$24.99
1 Project Description
The goal of this project is to get you comfortable with the entirety of the data preparation and exploration process. You will be working off of two similar datasets. This is a substantial project, and will be worth two homeworks. Start early.
The two files can be found here:
• Dr. Alam dataset
• Morawski dataset
These datasets are a result of a set of survey questions sent to the two different 320 classes, including a set of demographic questions as well as morality ones. Each row represents a single student entry; each column represents the response.
2 The Dataset
The datasets do include a number of errors. These were not introduced on purpose, as a test, but instead were the result of my general incompetence. In order to proceed, you will need to find and fix them.

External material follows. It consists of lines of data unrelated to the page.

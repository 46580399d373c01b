//! Status store semantics: atomic transitions, guards, history and concurrency.

mod common;

use std::sync::Arc;

use sea_orm::{ConnectionTrait, DatabaseBackend, Statement};

use access_requests::contract::model::{Identity, UserStatus};
use access_requests::domain::repo::{StatusStore, TransitionOutcome};
use access_requests::infra::legacy::{ImportReport, LegacyLists};
use access_requests::AccessRequests;
use common::{file_db, memory_db};

#[tokio::test]
async fn create_if_absent_only_creates_once() {
    let db = memory_db().await;
    let store = AccessRequests::status_store(db.sea());

    assert!(store.create_if_absent(Identity(1)).await.unwrap());
    assert!(!store.create_if_absent(Identity(1)).await.unwrap());

    let record = store.find(Identity(1)).await.unwrap().unwrap();
    assert_eq!(record.status, UserStatus::Inactive);
    assert!(store.history(Identity(1)).await.unwrap().is_empty());
}

#[tokio::test]
async fn unknown_user_has_no_status() {
    let db = memory_db().await;
    let store = AccessRequests::status_store(db.sea());
    assert_eq!(store.get_status(Identity(5)).await.unwrap(), None);
    assert_eq!(
        store
            .transition(Identity(5), UserStatus::Pending)
            .await
            .unwrap(),
        TransitionOutcome::Missing
    );
    assert_eq!(
        store
            .transition_from(Identity(5), UserStatus::Inactive, UserStatus::Pending)
            .await
            .unwrap(),
        TransitionOutcome::Missing
    );
    assert!(store.history(Identity(5)).await.unwrap().is_empty());
}

#[tokio::test]
async fn transition_snapshots_previous_status() {
    let db = memory_db().await;
    let store = AccessRequests::status_store(db.sea());
    store.create_if_absent(Identity(1)).await.unwrap();
    let created = store.find(Identity(1)).await.unwrap().unwrap();

    let outcome = store
        .transition(Identity(1), UserStatus::Approved)
        .await
        .unwrap();
    assert_eq!(
        outcome,
        TransitionOutcome::Applied {
            previous: UserStatus::Inactive
        }
    );

    let after = store.find(Identity(1)).await.unwrap().unwrap();
    assert_eq!(after.status, UserStatus::Approved);
    assert!(after.status_since >= created.status_since);

    let history = store.history(Identity(1)).await.unwrap();
    assert_eq!(history.len(), 1);
    assert_eq!(history[0].user_id, Identity(1));
    assert_eq!(history[0].previous, UserStatus::Inactive);
    assert_eq!(history[0].previous_since, created.status_since);
    assert_eq!(history[0].changed_at, after.status_since);
}

#[tokio::test]
async fn guarded_transition_skips_without_history() {
    let db = memory_db().await;
    let store = AccessRequests::status_store(db.sea());
    store.create_if_absent(Identity(1)).await.unwrap();

    let outcome = store
        .transition_from(Identity(1), UserStatus::Pending, UserStatus::Approved)
        .await
        .unwrap();
    assert_eq!(
        outcome,
        TransitionOutcome::Skipped {
            current: UserStatus::Inactive
        }
    );
    assert_eq!(
        store.get_status(Identity(1)).await.unwrap(),
        Some(UserStatus::Inactive)
    );
    assert!(store.history(Identity(1)).await.unwrap().is_empty());
}

#[tokio::test]
async fn history_sequence_is_monotonic_across_users() {
    let db = memory_db().await;
    let store = AccessRequests::status_store(db.sea());
    for id in [1, 2] {
        store.create_if_absent(Identity(id)).await.unwrap();
    }
    store.transition(Identity(1), UserStatus::Pending).await.unwrap();
    store.transition(Identity(2), UserStatus::Pending).await.unwrap();
    store.transition(Identity(1), UserStatus::Approved).await.unwrap();

    let h1 = store.history(Identity(1)).await.unwrap();
    let h2 = store.history(Identity(2)).await.unwrap();
    assert_eq!(h1.len(), 2);
    assert!(h1[0].sequence_id < h2[0].sequence_id);
    assert!(h2[0].sequence_id < h1[1].sequence_id);
    assert_eq!(h1[1].previous, UserStatus::Pending);
}

#[tokio::test]
async fn list_pending_pages_in_request_order() {
    let db = memory_db().await;
    let store = AccessRequests::status_store(db.sea());
    for id in [3, 1, 2] {
        store.create_if_absent(Identity(id)).await.unwrap();
        store.transition(Identity(id), UserStatus::Pending).await.unwrap();
    }
    store.create_if_absent(Identity(9)).await.unwrap();

    let (first, total) = store.list_pending(0, 2).await.unwrap();
    assert_eq!(first, vec![Identity(3), Identity(1)]);
    assert_eq!(total, 3);

    let (rest, total) = store.list_pending(2, 2).await.unwrap();
    assert_eq!(rest, vec![Identity(2)]);
    assert_eq!(total, 3);

    let (beyond, total) = store.list_pending(10, 2).await.unwrap();
    assert!(beyond.is_empty());
    assert_eq!(total, 3);
}

#[tokio::test]
async fn schema_rejects_approved_and_pending_together() {
    let db = memory_db().await;
    let res = db
        .sea()
        .execute(Statement::from_string(
            DatabaseBackend::Sqlite,
            "INSERT INTO users (user_id, approved, pending, status_since) \
             VALUES (1, 1, 1, '2024-01-01T00:00:00+00:00')",
        ))
        .await;
    assert!(res.is_err(), "CHECK constraint must reject both flags set");
}

#[tokio::test]
async fn concurrent_approvals_apply_once() {
    let (db, _dir) = file_db().await;
    let store = AccessRequests::status_store(db.sea());
    store.create_if_absent(Identity(42)).await.unwrap();
    store.transition(Identity(42), UserStatus::Pending).await.unwrap();

    let mut tasks = Vec::new();
    for _ in 0..8 {
        let store = Arc::clone(&store);
        tasks.push(tokio::spawn(async move {
            store
                .transition_from(Identity(42), UserStatus::Pending, UserStatus::Approved)
                .await
        }));
    }

    let mut applied = 0;
    let mut skipped = 0;
    for task in tasks {
        match task.await.unwrap().unwrap() {
            TransitionOutcome::Applied { previous } => {
                assert_eq!(previous, UserStatus::Pending);
                applied += 1;
            }
            TransitionOutcome::Skipped { current } => {
                assert_eq!(current, UserStatus::Approved);
                skipped += 1;
            }
            TransitionOutcome::Missing => panic!("record vanished"),
        }
    }
    assert_eq!(applied, 1);
    assert_eq!(skipped, 7);

    // inactive -> pending, pending -> approved
    assert_eq!(store.history(Identity(42)).await.unwrap().len(), 2);
}

#[tokio::test]
async fn concurrent_registrations_submit_once() {
    let (db, _dir) = file_db().await;
    let store = AccessRequests::status_store(db.sea());

    let mut tasks = Vec::new();
    for _ in 0..6 {
        let store = Arc::clone(&store);
        tasks.push(tokio::spawn(async move {
            store.create_if_absent(Identity(7)).await?;
            store
                .transition_from(Identity(7), UserStatus::Inactive, UserStatus::Pending)
                .await
        }));
    }
    let mut applied = 0;
    for task in tasks {
        if matches!(
            task.await.unwrap().unwrap(),
            TransitionOutcome::Applied { .. }
        ) {
            applied += 1;
        }
    }
    assert_eq!(applied, 1);
    assert_eq!(store.history(Identity(7)).await.unwrap().len(), 1);
}

#[tokio::test]
async fn legacy_import_seeds_unknown_users_only() {
    let db = memory_db().await;
    let store = AccessRequests::status_store(db.sea());
    store.create_if_absent(Identity(3)).await.unwrap();
    store.transition(Identity(3), UserStatus::Approved).await.unwrap();

    let lists = LegacyLists {
        pending: vec![1, 2, 3, 4, -1],
        approved: vec![4, 5],
    };
    let report = lists.import_into(store.as_ref()).await.unwrap();
    assert_eq!(
        report,
        ImportReport {
            pending: 2,
            approved: 2,
            skipped: 2,
        }
    );

    assert_eq!(store.get_status(Identity(1)).await.unwrap(), Some(UserStatus::Pending));
    assert_eq!(store.get_status(Identity(3)).await.unwrap(), Some(UserStatus::Approved));
    assert_eq!(store.get_status(Identity(4)).await.unwrap(), Some(UserStatus::Approved));
    assert_eq!(store.get_status(Identity(5)).await.unwrap(), Some(UserStatus::Approved));
    assert_eq!(store.history(Identity(5)).await.unwrap().len(), 1);
    assert_eq!(store.history(Identity(3)).await.unwrap().len(), 1);

    // Second run changes nothing
    let again = lists.import_into(store.as_ref()).await.unwrap();
    assert_eq!(again.pending + again.approved, 0);
}

#[tokio::test]
async fn legacy_import_keeps_file_order() {
    let db = memory_db().await;
    let store = AccessRequests::status_store(db.sea());

    let lists = LegacyLists {
        pending: vec![30, 10, 30, 20, 40],
        approved: vec![40],
    };
    let report = lists.import_into(store.as_ref()).await.unwrap();
    assert_eq!(report.pending, 3);
    assert_eq!(report.approved, 1);

    let (queue, total) = store.list_pending(0, 10).await.unwrap();
    assert_eq!(queue, vec![Identity(30), Identity(10), Identity(20)]);
    assert_eq!(total, 3);
}

#[tokio::test]
async fn legacy_import_promotes_record_left_without_history() {
    let db = memory_db().await;
    let store = AccessRequests::status_store(db.sea());
    // What an interrupted import leaves behind
    store.create_if_absent(Identity(6)).await.unwrap();
    store.create_if_absent(Identity(7)).await.unwrap();

    let lists = LegacyLists {
        pending: vec![6],
        approved: vec![7],
    };
    let report = lists.import_into(store.as_ref()).await.unwrap();
    assert_eq!(
        report,
        ImportReport {
            pending: 1,
            approved: 1,
            skipped: 0,
        }
    );
    assert_eq!(store.get_status(Identity(6)).await.unwrap(), Some(UserStatus::Pending));
    assert_eq!(store.get_status(Identity(7)).await.unwrap(), Some(UserStatus::Approved));

    let history = store.history(Identity(6)).await.unwrap();
    assert_eq!(history.len(), 1);
    assert_eq!(history[0].previous, UserStatus::Inactive);
}

#[tokio::test]
async fn list_pending_offset_beyond_total_is_empty() {
    let db = memory_db().await;
    let store = AccessRequests::status_store(db.sea());
    store.create_if_absent(Identity(1)).await.unwrap();
    store.transition(Identity(1), UserStatus::Pending).await.unwrap();

    for offset in [1, i64::MAX as u64, u64::MAX] {
        let (items, total) = store.list_pending(offset, 10).await.unwrap();
        assert!(items.is_empty(), "offset {offset}");
        assert_eq!(total, 1);
    }
}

There is also one difference between the two datasets: Dr. Alam’s class was asked a single, extra question: ”Would you describe yourself as compassionate?” before the morality section of the survey. This is in canse you which to investigate the effects of priming.
3 The Assignment
For this assignment, you must come up with three interesting questions about the data, and answer them. You must submit:
• A PDF report of your questions and answers, as well as an explanation of why you think the answer is the way it is. The first section should consist of a list of data errors, how you fixed them, and why you fixed them that way. Below should be a section for each question. Each question must be stated clearly at the top of its section.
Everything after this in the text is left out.